Exercise objective. Copy each line below that contains "PartialEq".

Provided records.

· · ·

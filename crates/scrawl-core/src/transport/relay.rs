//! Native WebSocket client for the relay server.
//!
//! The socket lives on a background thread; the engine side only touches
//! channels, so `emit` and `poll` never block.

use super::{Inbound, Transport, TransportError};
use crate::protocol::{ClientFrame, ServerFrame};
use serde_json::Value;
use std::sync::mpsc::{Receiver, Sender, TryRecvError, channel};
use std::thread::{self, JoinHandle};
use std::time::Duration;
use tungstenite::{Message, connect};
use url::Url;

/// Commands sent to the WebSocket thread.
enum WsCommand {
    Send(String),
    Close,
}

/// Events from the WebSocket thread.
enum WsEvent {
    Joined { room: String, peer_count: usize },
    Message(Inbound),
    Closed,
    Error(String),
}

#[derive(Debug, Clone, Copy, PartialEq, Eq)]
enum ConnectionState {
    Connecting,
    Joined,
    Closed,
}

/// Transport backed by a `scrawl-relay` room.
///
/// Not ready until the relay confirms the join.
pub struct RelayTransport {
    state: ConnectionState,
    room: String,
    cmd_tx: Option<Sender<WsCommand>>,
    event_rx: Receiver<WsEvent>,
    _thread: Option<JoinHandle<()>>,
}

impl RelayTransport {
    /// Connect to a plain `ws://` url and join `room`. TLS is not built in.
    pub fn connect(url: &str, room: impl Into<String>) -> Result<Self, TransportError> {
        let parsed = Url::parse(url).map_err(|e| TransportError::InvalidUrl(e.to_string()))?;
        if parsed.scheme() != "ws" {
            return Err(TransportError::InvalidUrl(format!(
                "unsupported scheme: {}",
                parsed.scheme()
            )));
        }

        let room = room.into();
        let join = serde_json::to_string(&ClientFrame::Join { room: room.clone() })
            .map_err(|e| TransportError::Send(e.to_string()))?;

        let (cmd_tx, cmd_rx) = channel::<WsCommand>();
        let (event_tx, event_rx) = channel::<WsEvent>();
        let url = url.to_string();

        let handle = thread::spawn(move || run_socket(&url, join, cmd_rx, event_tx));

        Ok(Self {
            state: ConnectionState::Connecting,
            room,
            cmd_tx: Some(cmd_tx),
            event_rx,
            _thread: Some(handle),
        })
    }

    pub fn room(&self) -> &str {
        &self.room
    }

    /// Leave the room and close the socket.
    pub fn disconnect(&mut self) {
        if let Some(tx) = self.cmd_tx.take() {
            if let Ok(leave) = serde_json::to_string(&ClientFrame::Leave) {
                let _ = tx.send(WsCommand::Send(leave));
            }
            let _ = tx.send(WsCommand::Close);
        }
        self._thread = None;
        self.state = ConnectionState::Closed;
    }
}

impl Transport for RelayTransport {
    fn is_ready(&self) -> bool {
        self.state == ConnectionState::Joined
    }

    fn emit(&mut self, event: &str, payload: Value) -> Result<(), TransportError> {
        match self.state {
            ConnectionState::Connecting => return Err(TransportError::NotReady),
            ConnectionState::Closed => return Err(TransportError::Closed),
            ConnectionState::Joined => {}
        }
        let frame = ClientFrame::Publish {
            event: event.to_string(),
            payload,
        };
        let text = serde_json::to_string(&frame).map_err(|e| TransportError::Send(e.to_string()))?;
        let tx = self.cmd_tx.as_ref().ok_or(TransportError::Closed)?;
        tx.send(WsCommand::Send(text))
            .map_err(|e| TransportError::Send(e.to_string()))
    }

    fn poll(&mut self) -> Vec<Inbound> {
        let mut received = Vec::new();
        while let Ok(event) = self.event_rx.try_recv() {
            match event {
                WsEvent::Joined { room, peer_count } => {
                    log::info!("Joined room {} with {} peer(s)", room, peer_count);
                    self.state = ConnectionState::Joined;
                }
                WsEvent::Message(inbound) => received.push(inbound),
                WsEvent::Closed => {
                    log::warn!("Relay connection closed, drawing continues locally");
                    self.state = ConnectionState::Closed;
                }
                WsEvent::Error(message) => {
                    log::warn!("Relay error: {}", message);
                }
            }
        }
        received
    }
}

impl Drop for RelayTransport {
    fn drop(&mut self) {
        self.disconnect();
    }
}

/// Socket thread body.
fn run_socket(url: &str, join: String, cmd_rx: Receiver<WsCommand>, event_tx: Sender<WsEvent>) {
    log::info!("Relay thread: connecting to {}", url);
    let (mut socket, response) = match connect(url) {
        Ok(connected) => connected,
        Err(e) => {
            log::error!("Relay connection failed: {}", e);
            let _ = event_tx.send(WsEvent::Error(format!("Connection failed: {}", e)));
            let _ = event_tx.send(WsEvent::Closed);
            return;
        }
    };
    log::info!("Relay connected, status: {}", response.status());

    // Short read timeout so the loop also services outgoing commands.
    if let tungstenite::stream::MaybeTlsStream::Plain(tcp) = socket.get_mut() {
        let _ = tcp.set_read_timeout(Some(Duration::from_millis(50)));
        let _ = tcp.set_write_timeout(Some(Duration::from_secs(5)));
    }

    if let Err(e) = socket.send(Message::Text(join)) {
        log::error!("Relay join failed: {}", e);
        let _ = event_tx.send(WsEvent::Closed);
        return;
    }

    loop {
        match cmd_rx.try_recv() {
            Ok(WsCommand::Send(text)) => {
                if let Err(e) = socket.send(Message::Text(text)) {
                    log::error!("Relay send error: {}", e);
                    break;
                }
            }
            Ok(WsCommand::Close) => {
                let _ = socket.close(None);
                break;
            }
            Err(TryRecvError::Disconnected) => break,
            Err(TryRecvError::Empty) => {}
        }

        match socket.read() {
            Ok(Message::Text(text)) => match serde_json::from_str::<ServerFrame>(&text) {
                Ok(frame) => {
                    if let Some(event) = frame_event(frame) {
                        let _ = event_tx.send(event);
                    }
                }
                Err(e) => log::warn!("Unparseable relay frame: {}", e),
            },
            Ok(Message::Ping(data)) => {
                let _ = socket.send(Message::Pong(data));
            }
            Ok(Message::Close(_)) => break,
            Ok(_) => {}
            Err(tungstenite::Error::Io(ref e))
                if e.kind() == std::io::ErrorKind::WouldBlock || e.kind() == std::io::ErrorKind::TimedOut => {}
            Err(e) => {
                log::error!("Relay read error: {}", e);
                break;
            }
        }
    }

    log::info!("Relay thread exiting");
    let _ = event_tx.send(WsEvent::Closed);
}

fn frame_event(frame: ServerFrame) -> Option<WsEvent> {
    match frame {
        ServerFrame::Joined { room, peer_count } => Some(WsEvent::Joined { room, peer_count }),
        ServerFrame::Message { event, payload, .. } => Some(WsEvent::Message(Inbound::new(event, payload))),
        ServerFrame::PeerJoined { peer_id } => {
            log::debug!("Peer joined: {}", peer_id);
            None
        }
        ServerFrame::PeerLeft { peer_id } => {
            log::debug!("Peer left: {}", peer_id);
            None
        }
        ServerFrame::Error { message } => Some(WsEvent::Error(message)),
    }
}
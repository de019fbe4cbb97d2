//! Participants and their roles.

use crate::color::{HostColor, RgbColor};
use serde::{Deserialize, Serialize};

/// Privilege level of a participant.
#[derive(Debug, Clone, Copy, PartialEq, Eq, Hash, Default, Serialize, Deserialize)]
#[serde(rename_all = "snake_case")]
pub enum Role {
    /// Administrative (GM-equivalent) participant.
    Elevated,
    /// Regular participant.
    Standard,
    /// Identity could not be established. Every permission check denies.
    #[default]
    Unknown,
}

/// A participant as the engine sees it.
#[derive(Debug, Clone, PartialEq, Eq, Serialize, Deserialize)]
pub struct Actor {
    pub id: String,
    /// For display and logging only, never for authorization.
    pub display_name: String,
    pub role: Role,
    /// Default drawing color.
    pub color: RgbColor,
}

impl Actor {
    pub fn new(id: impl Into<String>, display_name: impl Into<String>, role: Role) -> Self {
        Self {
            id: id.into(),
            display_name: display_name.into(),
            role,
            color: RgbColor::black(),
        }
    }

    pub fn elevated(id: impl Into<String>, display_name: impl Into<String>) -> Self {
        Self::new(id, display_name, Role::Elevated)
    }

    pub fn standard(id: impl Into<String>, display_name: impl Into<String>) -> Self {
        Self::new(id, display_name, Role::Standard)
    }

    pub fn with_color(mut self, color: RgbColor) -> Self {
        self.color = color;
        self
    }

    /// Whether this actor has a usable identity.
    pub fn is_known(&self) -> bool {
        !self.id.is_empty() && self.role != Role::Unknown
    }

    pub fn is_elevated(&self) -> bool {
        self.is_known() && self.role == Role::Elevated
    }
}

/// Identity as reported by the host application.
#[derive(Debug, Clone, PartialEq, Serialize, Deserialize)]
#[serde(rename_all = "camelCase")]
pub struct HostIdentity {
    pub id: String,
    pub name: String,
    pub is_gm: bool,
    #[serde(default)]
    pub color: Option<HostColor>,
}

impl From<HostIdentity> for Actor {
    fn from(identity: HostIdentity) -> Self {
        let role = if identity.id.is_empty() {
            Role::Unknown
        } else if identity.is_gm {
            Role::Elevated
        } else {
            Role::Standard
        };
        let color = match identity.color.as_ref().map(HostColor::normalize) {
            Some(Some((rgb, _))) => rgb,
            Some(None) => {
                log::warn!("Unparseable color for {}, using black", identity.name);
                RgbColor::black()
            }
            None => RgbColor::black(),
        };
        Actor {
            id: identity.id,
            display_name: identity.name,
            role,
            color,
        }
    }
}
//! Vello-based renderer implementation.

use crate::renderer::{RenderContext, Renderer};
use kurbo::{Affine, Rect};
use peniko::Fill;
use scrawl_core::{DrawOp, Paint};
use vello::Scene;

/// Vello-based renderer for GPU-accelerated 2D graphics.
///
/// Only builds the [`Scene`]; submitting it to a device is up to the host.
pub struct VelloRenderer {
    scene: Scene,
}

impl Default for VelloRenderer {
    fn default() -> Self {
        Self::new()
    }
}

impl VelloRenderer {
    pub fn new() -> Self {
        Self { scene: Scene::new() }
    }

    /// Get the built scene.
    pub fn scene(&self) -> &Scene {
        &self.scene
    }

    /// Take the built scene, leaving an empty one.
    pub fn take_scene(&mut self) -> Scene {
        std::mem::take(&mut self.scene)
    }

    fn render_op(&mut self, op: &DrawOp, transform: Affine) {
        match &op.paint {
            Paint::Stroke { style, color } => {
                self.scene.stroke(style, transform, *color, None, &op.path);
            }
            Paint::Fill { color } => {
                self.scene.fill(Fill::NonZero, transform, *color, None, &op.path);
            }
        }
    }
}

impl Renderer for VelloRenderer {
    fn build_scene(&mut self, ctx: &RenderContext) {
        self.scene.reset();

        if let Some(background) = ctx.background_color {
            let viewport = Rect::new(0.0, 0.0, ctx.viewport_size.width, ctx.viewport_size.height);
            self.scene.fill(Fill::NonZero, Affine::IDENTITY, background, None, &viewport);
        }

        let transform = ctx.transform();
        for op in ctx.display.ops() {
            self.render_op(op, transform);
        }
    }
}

· · ·

Result of this exercise.
#[derive(Debug, Clone, Copy, PartialEq, Eq)]
#[derive(Debug, Clone, Copy, PartialEq, Eq, Hash, Default, Serialize, Deserialize)]
#[derive(Debug, Clone, PartialEq, Eq, Serialize, Deserialize)]
#[derive(Debug, Clone, PartialEq, Serialize, Deserialize)]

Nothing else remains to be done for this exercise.